I am looking for information's about the comparison of C with C++ (RAM and ROM and timing behaviour) for a c167.

Any Information is welcome.

Tanks

  • It's going to depend on your compiler and how you write your code.

    In general, C++ is designed to be every bit as efficient as C, and you don't pay a penalty for features you don't use.

    If you start using some of the newer features, such as virtual functions, you'll pay more. But then, you also asked for more capability from that function, and I think you'll find that the built-in virtual function is as (or more) efficient than rolling your own with tables of function pointers, case statements, etc. If you didn't need this sort of run-time dispatch, then you shouldn't declare the C++ function virtual in the first place, just as you wouldn't write that extra C code. Be sure to compare apples to apples.

    Areas that you might want to evaluate carefully:

    - The iostreams library on many C++ systems used to be fairly large, and indivisable in that you often got the whole thing when you only needed part of it. This made "Hello World" comparisons overly large. The vendors have had a few years to work on it since last I cared to look, so they've probably improved.

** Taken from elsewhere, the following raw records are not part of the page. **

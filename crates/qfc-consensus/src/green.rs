use std::collections::HashMap;

use log::info;

/// Renewable-energy reward adjustment (GPoW).
///
/// Each node reports the fraction of its energy drawn from renewable
/// sources. Rewards scale linearly from half the base reward (ratio 0) to
/// the full base reward (ratio 1).
#[derive(Debug, Default)]
pub struct RenewableRegistry {
    ratios: HashMap<String, f64>,
}

impl RenewableRegistry {
    pub fn new() -> Self {
        RenewableRegistry::default()
    }

    /// Record a node's renewable ratio, clamped into [0, 1].
    pub fn register_node(&mut self, node_id: &str, renewable_ratio: f64) {
        let ratio = renewable_ratio.clamp(0.0, 1.0);
        self.ratios.insert(node_id.to_string(), ratio);
        info!("Node {} registered with renewable ratio {}", node_id, ratio);
    }

    pub fn ratio_of(&self, node_id: &str) -> Option<f64> {
        self.ratios.get(node_id).copied()
    }

    /// Adjusted reward for every registered node. Pure function of the
    /// registry snapshot.
    pub fn adjust_rewards(&self, base_reward: f64) -> HashMap<String, f64> {
        self.ratios
            .iter()
            .map(|(node_id, ratio)| (node_id.clone(), base_reward * (0.5 + 0.5 * ratio)))
            .collect()
    }

    /// Adjusted reward for one node; unregistered nodes earn nothing.
    pub fn adjusted_reward(&self, node_id: &str, base_reward: f64) -> f64 {
        self.ratios
            .get(node_id)
            .map(|ratio| base_reward * (0.5 + 0.5 * ratio))
            .unwrap_or(0.0)
    }
}

#[cfg(test)]
mod tests {
    use super::*;

    #[test]
    fn test_scenario_d_reward_scaling() {
        let mut registry = RenewableRegistry::new();
        registry.register_node("coal", 0.0);
        registry.register_node("solar", 1.0);

        assert_eq!(registry.adjusted_reward("coal", 50.0), 25.0);
        assert_eq!(registry.adjusted_reward("solar", 50.0), 50.0);
    }

    #[test]
    fn test_unregistered_node_earns_nothing() {
        let registry = RenewableRegistry::new();
        assert_eq!(registry.adjusted_reward("ghost", 50.0), 0.0);
    }

    #[test]
    fn test_ratio_is_clamped() {
        let mut registry = RenewableRegistry::new();
        registry.register_node("over", 1.5);
        registry.register_node("under", -0.3);
        assert_eq!(registry.ratio_of("over"), Some(1.0));
        assert_eq!(registry.ratio_of("under"), Some(0.0));
    }

    #[test]
    fn test_adjust_rewards_covers_all_nodes() {
        let mut registry = RenewableRegistry::new();
        registry.register_node("a", 0.5);
        registry.register_node("b", 0.0);

        let rewards = registry.adjust_rewards(100.0);
        assert_eq!(rewards.len(), 2);
        assert_eq!(rewards["a"], 75.0);
        assert_eq!(rewards["b"], 50.0);
    }
}
use chrono::Utc;
use qfc_crypto::{PublicKey, SecretKey};
use serde::{Deserialize, Serialize};
use sha2::{Digest, Sha256};

use crate::error::ChainError;

/// Fee rate applied to every transfer: 1% of the amount, derived at
/// construction and never set independently.
pub const FEE_RATE: f64 = 0.01;

/// Native asset ticker.
pub const NATIVE_ASSET: &str = "QFC";

/// A value transfer between two ledger addresses.
///
/// Lifecycle: constructed unsigned, signed by the sender's secret key,
/// submitted, validated against the state manager, included in exactly one
/// block, immutable thereafter.
#[derive(Debug, Clone, Serialize, Deserialize, PartialEq)]
pub struct Transaction {
    pub sender: String,
    pub recipient: String,
    pub amount: f64,
    pub asset: String,
    pub fee: f64,
    pub timestamp: f64,
    pub signature: Option<Vec<u8>>,
}

impl Transaction {
    pub fn new(sender: &str, recipient: &str, amount: f64) -> Self {
        let timestamp = Utc::now().timestamp_micros() as f64 / 1_000_000.0;
        Transaction {
            sender: sender.to_string(),
            recipient: recipient.to_string(),
            amount,
            asset: NATIVE_ASSET.to_string(),
            fee: FEE_RATE * amount,
            timestamp,
            signature: None,
        }
    }

    /// Hex SHA-256 digest over the identifying fields.
    ///
    /// The signature is not part of the digest, so signing does not change
    /// the hash it covers.
    pub fn hash(&self) -> String {
        let mut hasher = Sha256::new();
        hasher.update(format!(
            "{}{}{}{}",
            self.sender, self.recipient, self.amount, self.timestamp
        ));
        hex::encode(hasher.finalize())
    }

    /// Sign the transaction hash with the sender's secret key.
    ///
    /// Re-signing requires an explicit [`reset_signature`](Self::reset_signature)
    /// first; silently overwriting would invalidate prior verifications.
    pub fn sign(&mut self, secret_key: &SecretKey) -> Result<(), ChainError> {
        if self.signature.is_some() {
            return Err(ChainError::AlreadySigned);
        }
        self.signature = Some(qfc_crypto::sign(self.hash().as_bytes(), secret_key));
        Ok(())
    }

    /// Discard the current signature so the transaction can be re-signed.
    pub fn reset_signature(&mut self) {
        self.signature = None;
    }

    /// Verify the attached signature against a public key.
    ///
    /// An unsigned transaction is a hard error; a signature that fails to
    /// verify is `Ok(false)`, never a panic.
    pub fn verify_signature(&self, public_key: &PublicKey) -> Result<bool, ChainError> {
        let signature = self
            .signature
            .as_ref()
            .ok_or(ChainError::MissingSignature)?;
        Ok(qfc_crypto::verify(
            self.hash().as_bytes(),
            signature,
            public_key,
        ))
    }

    /// Structural checks independent of ledger state.
    pub fn check_well_formed(&self) -> Result<(), ChainError> {
        if self.sender.is_empty() || self.recipient.is_empty() {
            return Err(ChainError::MalformedTransaction(
                "missing sender or recipient".into(),
            ));
        }
        if self.sender == self.recipient {
            return Err(ChainError::MalformedTransaction(
                "sender and recipient are the same address".into(),
            ));
        }
        if !self.amount.is_finite() || self.amount <= 0.0 {
            return Err(ChainError::MalformedTransaction(
                "amount must be a positive finite number".into(),
            ));
        }
        Ok(())
    }
}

    - exception handling can be implemented in many different ways, and it took a few years and release cycles for most of the vendors to come up with efficient ways to implement it. I've actually had libaries get smaller and faster as a result of replacing layers of return-code checking with exceptions that just cut to the chase. But you'll want to pay attention to the quality of the exception handling implementation if you want to use this feature.

    - templates can be implemented and used such that they don't create code bloat. But sometimes they aren't. You might want to be wary of templated libraries, including the STL. (The STL also does lots of dynamic memory allocation, which is often problematic for embedded systems. You might wind up supplying a lot of custom allocators.) Templates aren't inherently bad, but they got a bad reputation thanks to misapplication.

    The last two features of course have no C equivalent, so there's not much comparison to be done.